Improved methods are needed to risk stratify and predict outcomes in patients with primary sclerosing cholangitis (PSC). Therefore, we sought to derive and validate a prediction model and compare its performance to existing surrogate markers. The model was derived using 509 subjects from a multicenter North American cohort and validated in an international multicenter cohort (n = 278). Gradient boosting, a machine-based learning technique, was used to create the model. The endpoint was hepatic decompensation (ascites, variceal hemorrhage, or encephalopathy). Subjects with advanced PSC or cholangiocarcinoma (CCA) at baseline were excluded.

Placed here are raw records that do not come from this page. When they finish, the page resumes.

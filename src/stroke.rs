// Turns the fingertip trail into line segments on the canvas.
// One anchor (the stroke cursor) is kept between frames; any break in
// continuity drops it so the next sample starts a fresh stroke.

use crate::canvas::Canvas;
use crate::draw::draw_thick_line;
use crate::mode::DrawState;
use crate::types::{Color, Point};

/// Ink color and nib size. Thickness never goes below 1.
#[derive(Debug, Clone, Copy, PartialEq, Eq)]
pub struct BrushState {
    pub color: Color,
    thickness: u32,
}

impl BrushState {
    pub fn new(color: Color, thickness: u32) -> Self {
        Self { color, thickness: thickness.max(1) }
    }

    pub fn thickness(&self) -> u32 {
        self.thickness
    }

    /// One pixel wider. Returns the new thickness.
    pub fn thicker(&mut self) -> u32 {
        self.thickness = self.thickness.saturating_add(1);
        self.thickness
    }

    pub fn thinner(&mut self) -> u32 {
        self.thickness = self.thickness.saturating_sub(1).max(1);
        self.thickness
    }
}

impl Default for BrushState {
    fn default() -> Self {
        Self::new(Color::RED, 5)
    }
}

/// A segment that was actually rasterized this frame.
#[derive(Debug, Clone, Copy, PartialEq, Eq)]
pub struct Segment {
    pub from: Point,
    pub to: Point,
    pub color: Color,
    pub thickness: u32,
}

/// Remembers where the pen was last frame.
/// Visual: consecutive fingertip positions get joined, so fast moves still
/// leave a continuous line instead of a row of dots.
#[derive(Debug, Default)]
pub struct StrokeRenderer {
    cursor: Option<Point>,
}

impl StrokeRenderer {
    pub fn new() -> Self {
        Self::default()
    }

    pub fn cursor(&self) -> Option<Point> {
        self.cursor
    }

    /// Forget the anchor; the next drawing sample starts a new stroke.
    pub fn break_stroke(&mut self) {
        self.cursor = None;
    }

    /// Advance the stroke by one frame. Returns the segment drawn, if any.
    ///
    /// | state   | sample | cursor | effect                          |
    /// |---------|--------|--------|---------------------------------|
    /// | Drawing | some   | some   | segment cursor→sample, advance  |
    /// | Drawing | some   | none   | anchor at sample, no ink        |
    /// | any     | none   | -      | cursor dropped                  |
    /// | Idle    | -      | -      | cursor dropped                  |
    pub fn render(
        &mut self,
        canvas: &mut Canvas,
        state: DrawState,
        sample: Option<Point>,
        brush: &BrushState,
    ) -> Option<Segment> {
        let (DrawState::Drawing, Some(to)) = (state, sample) else {
            self.cursor = None;
            return None;
        };

        let drawn = self.cursor.map(|from| {
            draw_thick_line(canvas.pixels_mut(), from, to, brush.thickness, brush.color);
            Segment { from, to, color: brush.color, thickness: brush.thickness }
        });
        self.cursor = Some(to);
        drawn
    }
}

#[cfg(test)]
mod tests {
    use super::*;
    use crate::palette::Palette;
    use proptest::prelude::*;

    fn canvas() -> Canvas {
        Canvas::new(400, 300, Color::WHITE, &Palette::standard().unwrap())
    }

    fn p(x: i32, y: i32) -> Option<Point> {
        Some(Point::new(x, y))
    }

    #[test]
    fn first_sample_only_anchors() {
        let mut c = canvas();
        let before = c.pixels().clone();
        let mut s = StrokeRenderer::new();
        assert_eq!(s.render(&mut c, DrawState::Drawing, p(100, 100), &BrushState::default()), None);
        assert_eq!(s.cursor(), p(100, 100));
        assert_eq!(c.pixels(), &before);
    }

    #[test]
    fn consecutive_samples_chain_segments() {
        let mut c = canvas();
        let mut s = StrokeRenderer::new();
        let brush = BrushState::new(Color::BLACK, 1);
        let pts = [p(100, 100), p(150, 100), p(150, 150), p(200, 200)];
        let segs: Vec<_> = pts
            .iter()
            .filter_map(|&pt| s.render(&mut c, DrawState::Drawing, pt, &brush))
            .map(|seg| (seg.from, seg.to))
            .collect();
        assert_eq!(
            segs,
            vec![
                (Point::new(100, 100), Point::new(150, 100)),
                (Point::new(150, 100), Point::new(150, 150)),
                (Point::new(150, 150), Point::new(200, 200)),
            ]
        );
        assert_eq!(c.pixels().get(125, 100), Some(Color::BLACK));
        assert_eq!(c.pixels().get(150, 125), Some(Color::BLACK));
        assert_eq!(c.pixels().get(175, 175), Some(Color::BLACK));
    }

    #[test]
    fn absent_sample_breaks_the_stroke() {
        let mut c = canvas();
        let mut s = StrokeRenderer::new();
        let brush = BrushState::new(Color::BLACK, 1);
        s.render(&mut c, DrawState::Drawing, p(100, 100), &brush);
        assert_eq!(s.render(&mut c, DrawState::Drawing, None, &brush), None);
        assert_eq!(s.cursor(), None);
        assert_eq!(s.render(&mut c, DrawState::Drawing, p(200, 100), &brush), None);
        // nothing joins the two samples
        assert_eq!(c.pixels().get(150, 100), Some(Color::WHITE));
    }

    #[test]
    fn idle_frame_breaks_the_stroke() {
        let mut c = canvas();
        let mut s = StrokeRenderer::new();
        let brush = BrushState::new(Color::BLACK, 3);
        s.render(&mut c, DrawState::Drawing, p(100, 200), &brush);
        assert_eq!(s.render(&mut c, DrawState::Idle, p(150, 200), &brush), None);
        assert_eq!(s.render(&mut c, DrawState::Drawing, p(200, 200), &brush), None);
        assert_eq!(c.pixels().get(150, 200), Some(Color::WHITE));
    }

    #[test]
    fn segment_uses_brush_at_draw_time() {
        let mut c = canvas();
        let mut s = StrokeRenderer::new();
        let mut brush = BrushState::new(Color::RED, 1);
        s.render(&mut c, DrawState::Drawing, p(100, 100), &brush);
        s.render(&mut c, DrawState::Drawing, p(150, 100), &brush);
        brush.color = Color::BLACK;
        let seg = s.render(&mut c, DrawState::Drawing, p(200, 100), &brush).unwrap();
        assert_eq!(seg.color, Color::BLACK);
        assert_eq!(c.pixels().get(120, 100), Some(Color::RED));
        assert_eq!(c.pixels().get(180, 100), Some(Color::BLACK));
    }

    #[test]
    fn samples_far_past_the_edge_ink_up_to_it() {
        let mut c = canvas();
        let mut s = StrokeRenderer::new();
        let brush = BrushState::new(Color::BLACK, 3);
        s.render(&mut c, DrawState::Drawing, p(100, 200), &brush);
        let seg = s.render(&mut c, DrawState::Drawing, p(i32::MAX, 200), &brush).unwrap();
        assert_eq!(seg.to, Point::new(i32::MAX, 200));
        assert_eq!(c.pixels().get(399, 200), Some(Color::BLACK));
        assert_eq!(c.pixels().get(399, 202), Some(Color::WHITE));
        // and straight across the whole plane, both ways
        s.render(&mut c, DrawState::Drawing, p(i32::MIN, i32::MIN), &brush);
        assert_eq!(s.cursor(), p(i32::MIN, i32::MIN));
    }

    #[test]
    fn thinner_clamps_at_one() {
        let mut b = BrushState::new(Color::RED, 2);
        assert_eq!(b.thinner(), 1);
        assert_eq!(b.thinner(), 1);
        assert_eq!(BrushState::new(Color::RED, 0).thickness(), 1);
    }

    proptest! {
        #[test]
        fn decrements_from_one_stay_at_one(n in 0usize..200) {
            let mut b = BrushState::new(Color::RED, 1);
            for _ in 0..n { b.thinner(); }
            prop_assert_eq!(b.thickness(), 1);
        }

        #[test]
        fn increments_are_additive(start in 1u32..100, n in 0u32..200) {
            let mut b = BrushState::new(Color::RED, start);
            for _ in 0..n { b.thicker(); }
            prop_assert_eq!(b.thickness(), start + n);
        }
    }
}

The PSC risk estimate tool (PREsTo) consists of nine variables: bilirubin, albumin, serum alkaline phosphatase (SAP) times the upper limit of normal (ULN), platelets, aspartate aminotransferase (AST), hemoglobin, sodium, patient age, and number of years since PSC was diagnosed. Validation in an independent cohort confirms that PREsTo accurately predicts decompensation (C-statistic, 0.90; 95% confidence interval [CI], 0.84-0.95) and performed well compared to Model for End-Stage Liver Disease (MELD) score (C-statistic, 0.72; 95% CI, 0.57-0.84), Mayo PSC risk score (C-statistic, 0.85; 95% CI, 0.77-0.92), and SAP <1.5 × ULN (C-statistic, 0.65; 95% CI, 0.55-0.73). PREsTo continued to be accurate among individuals with a bilirubin <2.0 mg/dL (C-statistic, 0.90; 95% CI, 0.82-0.96) and when the score was reapplied at a later course in the disease (C-statistic, 0.82; 95% CI, 0.64-0.95). Conclusion: PREsTo accurately predicts hepatic decompensation (HD) in PSC and exceeds the performance among other widely available, noninvasive prognostic scoring systems.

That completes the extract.